A couple weeks ago I made a commitment to give up social media for 44 days beginning on February 26th and ending on April 9th. For those of you with a religious background, you know that those dates line up with the liturgical calendar as the season of lent. This season is a time where many believers choose to fast or give up something to make room in their lives for Jesus and look forward to Easter Sunday. I didn’t grow up in a kind of church that celebrates lent, but many people I admire have found that following the liturgical calendar has brought some sanctity to their wounded relationship with the church and God. I wasn’t sold on it, but I was excited to see how this season without social media would change me.

As many of you know, two weeks into lent was when coronavirus broke into the United States and began ruining lives in my country as well as in hundreds of other places outside of my home. It was detrimental. It continues to be one anxiety attack after another as this disease runs its course. I was out of town when there began to be talk of school cancellations and travel bans and social distancing. It was one of the most anxiety inducing vacations I’ve ever had. Meanwhile, I had no real idea what was happening because I was only hearing second hand accounts. I had no idea what people thought of this virus or how bad it was expected to be. I had to Google news sources and look through articles to figure it out. As someone who is used to getting her news from Twitter, it was a real change.

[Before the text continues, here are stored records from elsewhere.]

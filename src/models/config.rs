use serde::Deserialize;

/// Configuration options for the Deskbook server.
#[derive(Clone, Deserialize)]
pub struct ServerConfig {
    /// Path or URL of the SQLite database.
    #[serde(default = "default_database_url")]
    pub database_url: String,
    /// Address the HTTP server binds to.
    #[serde(default = "default_bind_address")]
    pub bind_address: String,
}

fn default_database_url() -> String {
    "deskbook.db".to_string()
}

fn default_bind_address() -> String {
    "127.0.0.1:8080".to_string()
}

Thankfully, I didn’t get stuck out of the state and was able to return to my family without drama. But I’m still recovering from going on emergency leave so suddenly, my siblings being out of school, all my classes getting transferred to online, and my mom’s store getting shut down for the time being. It’s weird to think that its not just me having these complications. I’ve had to attend virtual seminars on how to cope with all this change, everyone seems to have nothing better to talk about, and this virus is the only thing happening in meme culture too. I’ve wanted a break.

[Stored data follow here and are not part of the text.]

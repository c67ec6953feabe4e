use actix_web::{HttpResponse, Responder, post, web};
use serde::Serialize;

use crate::dto::booking::BookingConfirmation;
use crate::forms::booking::{CreateBookingForm, CreateBookingPayload};
use crate::repository::DieselRepository;
use crate::routes::{ApiFailure, error_response};
use crate::services::booking::create_booking as create_booking_service;

#[derive(Serialize)]
struct BookingResponse {
    success: bool,
    message: String,
    booking: BookingConfirmation,
}

#[post("/api/booking")]
pub async fn create_booking(
    form: web::Form<CreateBookingForm>,
    repo: web::Data<DieselRepository>,
) -> impl Responder {
    let payload: CreateBookingPayload = match form.into_inner().try_into() {
        Ok(payload) => payload,
        Err(e) => {
            return HttpResponse::UnprocessableEntity().json(ApiFailure::new(e.to_string(), None));
        }
    };

    match create_booking_service(payload, repo.get_ref()) {
        Ok(booking) => HttpResponse::Ok().json(BookingResponse {
            success: true,
            message: "Booking confirmed.".to_string(),
            booking,
        }),
        Err(err) => error_response(err),
    }
}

There was a tweet that someone sent me that I found hilarious that said, “I wasn’t planning on giving this much up for lent.”

I went from working two and a half jobs plus doing a full time Master’s program to doing school and my internship online. The quick transition feels like it gave me emotional whiplash. One moment I was sprinting and before I knew it, something had knocked me out. God said, “full stop.”

I jokingly told my siblings that coronavirus is God’s way of punishing the world for not honoring the Sabbath, but sometimes I find myself laughing at how true that sounds. We live in a world that is go go go all the time and now that things have stopped, we don’t know what to do with ourselves. Working from home has become a series of beating myself up every time I take a break as if every waking moment of my life has to be about productivity. I feel guilty for watching Netflix because there is always more laundry to be folded and dishes to be done. Even with nothing going on, I feel like I need there to be something going on.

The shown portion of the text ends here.